Dive

 The dog put his paw on my knee.  He looked soulfully into my eyes.  Raised his ears a fraction. 

“You need a walk?” I asked.  I rose and grabbed his leash.

He jumped up.  He spun circles around me.  He gave a little bark of joy.

He dragged me through the door, nosing through the tall grass, reading the clues of the neighborhood happenings.  He watered here.  He watered there, marking his territory every couple of minutes before moving on, pausing now and again to sample a dandelion in seed.



“You playing this weekend?”

I looked around.  Where had that voice come from?

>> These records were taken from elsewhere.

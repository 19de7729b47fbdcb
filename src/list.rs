use serde::{Deserialize, Serialize};

use crate::coin::{ChainTip, NameOperation};
use crate::names::{ascii_bytes, format_name_identifier, format_name_value};
use crate::status::{effective_name_op, StatusDeriver};
use crate::wallet::{FrozenState, OutPoint, WalletView};

/// Columns of the name-UTXO list, in display order.
#[derive(Debug, Clone, Copy, PartialEq, Eq)]
pub enum Column {
    Name,
    Value,
    ExpiresIn,
    Status,
}

impl Column {
    pub const ALL: [Column; 4] = [Column::Name, Column::Value, Column::ExpiresIn, Column::Status];

    /// Columns the list filter searches.
    pub const FILTERED: [Column; 2] = [Column::Name, Column::Value];

    pub fn header(&self) -> &'static str {
        match self {
            Column::Name => "Name",
            Column::Value => "Value",
            Column::ExpiresIn => "Expires (Est.)",
            Column::Status => "Status",
        }
    }
}

/// Data for one copy action: the ASCII form when the bytes decode as ASCII,
/// and the hex form always.
#[derive(Debug, Clone, PartialEq, Eq)]
pub struct CopyPayload {
    pub ascii: Option<String>,
    pub hex: String,
}

impl CopyPayload {
    fn of(data: &[u8]) -> Self {
        CopyPayload {
            ascii: ascii_bytes(data),
            hex: hex::encode(data),
        }
    }
}

/// One row of the name-UTXO list, fully formatted for display.
#[derive(Serialize, Deserialize, Debug, Clone, PartialEq)]
pub struct NameRow {
    pub outpoint: OutPoint,
    /// Raw identifier. None for a name_new with no queued first-update: the
    /// identifier is simply not known yet, so no copy or configure action can
    /// be offered for this row.
    pub identifier: Option<Vec<u8>>,
    pub value: Option<Vec<u8>>,
    pub formatted_name: String,
    pub formatted_value: String,
    /// ISO datetime of the estimated expiration, or empty.
    pub formatted_expires_at: String,
    /// Advisory text for the expiration column, or empty.
    pub expires_text: String,
    pub status: String,
    pub label: Option<String>,
    pub frozen: FrozenState,
    /// Whether the wallet's transaction set has the row's transaction.
    pub tx_in_wallet: bool,
}

impl NameRow {
    /// Stable `txid:vout` key for this row.
    pub fn key(&self) -> String {
        self.outpoint.to_string()
    }

    /// A name can only be configured once its identifier is known and the
    /// wallet holds its transaction.
    pub fn can_configure(&self) -> bool {
        self.identifier.is_some() && self.tx_in_wallet
    }

    pub fn can_show_transaction(&self) -> bool {
        self.tx_in_wallet
    }

    pub fn copy_identifier(&self) -> Option<CopyPayload> {
        self.identifier.as_deref().map(CopyPayload::of)
    }

    pub fn copy_value(&self) -> Option<CopyPayload> {
        self.value.as_deref().map(CopyPayload::of)
    }
}

/// Builds display rows for the wallet's current name UTXOs. Outputs without a
/// name operation are not part of this list. Row order follows the wallet's
/// UTXO order; sorting is the view's concern.
pub fn build_rows<W: WalletView>(
    wallet: &W,
    tip: Option<&ChainTip>,
    deriver: &StatusDeriver,
) -> Vec<NameRow> {
    let mut rows = vec![];

    for coin in wallet.name_utxos() {
        if coin.name_op.is_none() {
            continue;
        }

        let queued = match coin.name_op {
            Some(NameOperation::New) => {
                wallet.queued_firstupdate_from_new(&coin.outpoint.txid, coin.outpoint.vout)
            }
            _ => None,
        };

        let status = deriver.derive(&coin, tip);

        let (identifier, value) = match effective_name_op(&coin, queued.as_ref()) {
            Some(NameOperation::AnyUpdate { name, value }) => {
                (Some(name.clone()), Some(value.clone()))
            }
            _ => (None, None),
        };

        let formatted_name = identifier
            .as_deref()
            .map(format_name_identifier)
            .unwrap_or_default();
        let formatted_value = value
            .as_deref()
            .map(format_name_value)
            .unwrap_or_default();

        let expires_text = status
            .expires_in_blocks
            .map(|n| {
                format!(
                    "Expires in {} blocks\nDate/time is only an estimate; do not rely on it!",
                    n
                )
            })
            .unwrap_or_default();
        let formatted_expires_at = status
            .expires_at
            .map(|dt| dt.format("%Y-%m-%d %H:%M:%S").to_string())
            .unwrap_or_default();

        let frozen = FrozenState::of(
            wallet.is_frozen_address(&coin.address),
            wallet.is_frozen_coin(&coin.outpoint),
        );

        // An empty label hides the description field, same as no label
        let label = wallet
            .get_label(&coin.outpoint.txid)
            .filter(|l| !l.is_empty());

        rows.push(NameRow {
            outpoint: coin.outpoint,
            identifier,
            value,
            formatted_name,
            formatted_value,
            formatted_expires_at,
            expires_text,
            status: status.status_text,
            label,
            frozen,
            tx_in_wallet: wallet.has_transaction(&coin.outpoint.txid),
        });
    }

    rows
}
use std::error::{Error as StdError, self};
use std::fmt;

use serde::{Deserialize, Serialize};

pub type NameUpdateResult<T> = std::result::Result<T, NameUpdateError>;

pub type NameUpdateError = Box<ErrorKind>;

/// Failure signals from the renewal-transaction builder. The batch processor
/// matches on these to decide whether to skip the item, record the failure, or
/// abort the remaining batch.
#[derive(Debug, Serialize, Deserialize, Clone, PartialEq, Eq)]
pub enum ErrorKind {
    /// The name was updated too recently to be renewed again. A policy skip,
    /// not a failure.
    UpdatedTooRecently(String),
    /// The wallet cannot fund the renewal. Batch-wide: remaining items would
    /// fail the same way.
    NotEnoughFunds(String),
    /// No dynamic fee estimates are available to fund the renewal.
    NoDynamicFeeEstimates,
    /// The wallet derived an address it does not control. An integrity
    /// failure, not a per-item problem.
    AddressCorruption(String),
    Other(String),
}

impl StdError for ErrorKind {
    fn description(&self) -> &str {
        match *self {
            ErrorKind::UpdatedTooRecently(_) => "Name was updated too recently to be renewed",
            ErrorKind::NotEnoughFunds(_) => "Not enough funds to build the renewal transaction",
            ErrorKind::NoDynamicFeeEstimates => "Dynamic fee estimates are not available",
            ErrorKind::AddressCorruption(_) => "Wallet address derivation is corrupted",
            ErrorKind::Other(_) => "Failed to build the renewal transaction",
        }
    }

    fn cause(&self) -> Option<&dyn error::Error> {
        None
    }
}

impl fmt::Display for ErrorKind {
    #[allow(deprecated)]
    fn fmt(&self, fmt: &mut fmt::Formatter) -> fmt::Result {
        match &*self {
            ErrorKind::UpdatedTooRecently(name) => write!(fmt, "{}: {}", self.description(), name),
            ErrorKind::NotEnoughFunds(detail) => write!(fmt, "{}: {}", self.description(), detail),
            ErrorKind::NoDynamicFeeEstimates => write!(fmt, "{}", self.description()),
            ErrorKind::AddressCorruption(detail) => write!(fmt, "{}: {}", self.description(), detail),
            ErrorKind::Other(detail) => write!(fmt, "{}: {}", self.description(), detail),
        }
    }
}
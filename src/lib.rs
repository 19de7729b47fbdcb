//! Wallet-side core of a Namecoin name-UTXO ("UNO") list: derives display
//! statuses and expiration estimates for name outputs, builds formatted list
//! rows, and renews batches of names through injected wallet capabilities.
//! Rendering, sync and transaction construction live in the host application.

pub mod coin;
pub mod list;
pub mod names;
pub mod renew;
pub mod status;
pub mod update_error;
pub mod wallet;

“I shot a seventy last time.”

I looked up.  A man stood on my neighbor’s roof.  He’d loosened some shingles, exposing the tar paper beneath.  He held a cell phone to his ear.

My stomach lurched.

I despise heights.

* * *
Every summer my sisters and I took swimming lessons at the local college.  Oh, how I dreaded these lessons.  I dreaded looking at my figure in a bathing suit.  I dreaded removing my glasses and setting them on the textured concrete edge of the pool and viewing the world as a smear of color and motion.  I hated the sound of the pool; the way the shouts of the children would echo off the domed roof.  I hated watching the other kids, so confident in the front crawl while I flailed at the water mightily, moving nowhere.  Every week I glanced at the sign: Keep the P out of the ool and I found myself wondering if anyone near me had actually peed in the water.

The last fifteen minutes of swimming lessons were always reserved for free time.  Kids could toss balls into the pool and retrieve them from the bottom.  They could use the floating devices stacked up alongside the wall.  They could even use the diving board at the far end of the pool.

You know, the deep end. 

The scary end.

And one day during free play, I got the strange notion in my head that I would like to try to jump off the diving board into twelve feet water.  No, not the low diving board, which hovered just a few inches over the pool.  No.  For some strange reason, I decided to try the high dive. 

I walked along the tiles, staring at my raisin toes, telling myself with every step that I could do it. 

I got in line.  I stared up at the board.  And then, too quickly, it was my turn.

I grasped the metal bars of the ladder.  Legs trembling, knees knocking, I took step after step after step upon skid-proof metal that jabbed the soles of my feet. 

I climbed and I climbed and I climbed.  It must’ve been fifty steps to the top.  But, finally, I was there.  Finally, I was at the top. 

It was scary at the top. 

I walked a few inches out on the diving board.  It was coated with a slip-resistant material, like stones on shingles. 

 I walked a few more inches out. 

The diving board wobbled.

“Hurry up,” someone groused.

I squinted behind me.  There was a girl there at the top of the board.  She was a real pro.  Bathing cap.  Bikini.  Tan.  Trim.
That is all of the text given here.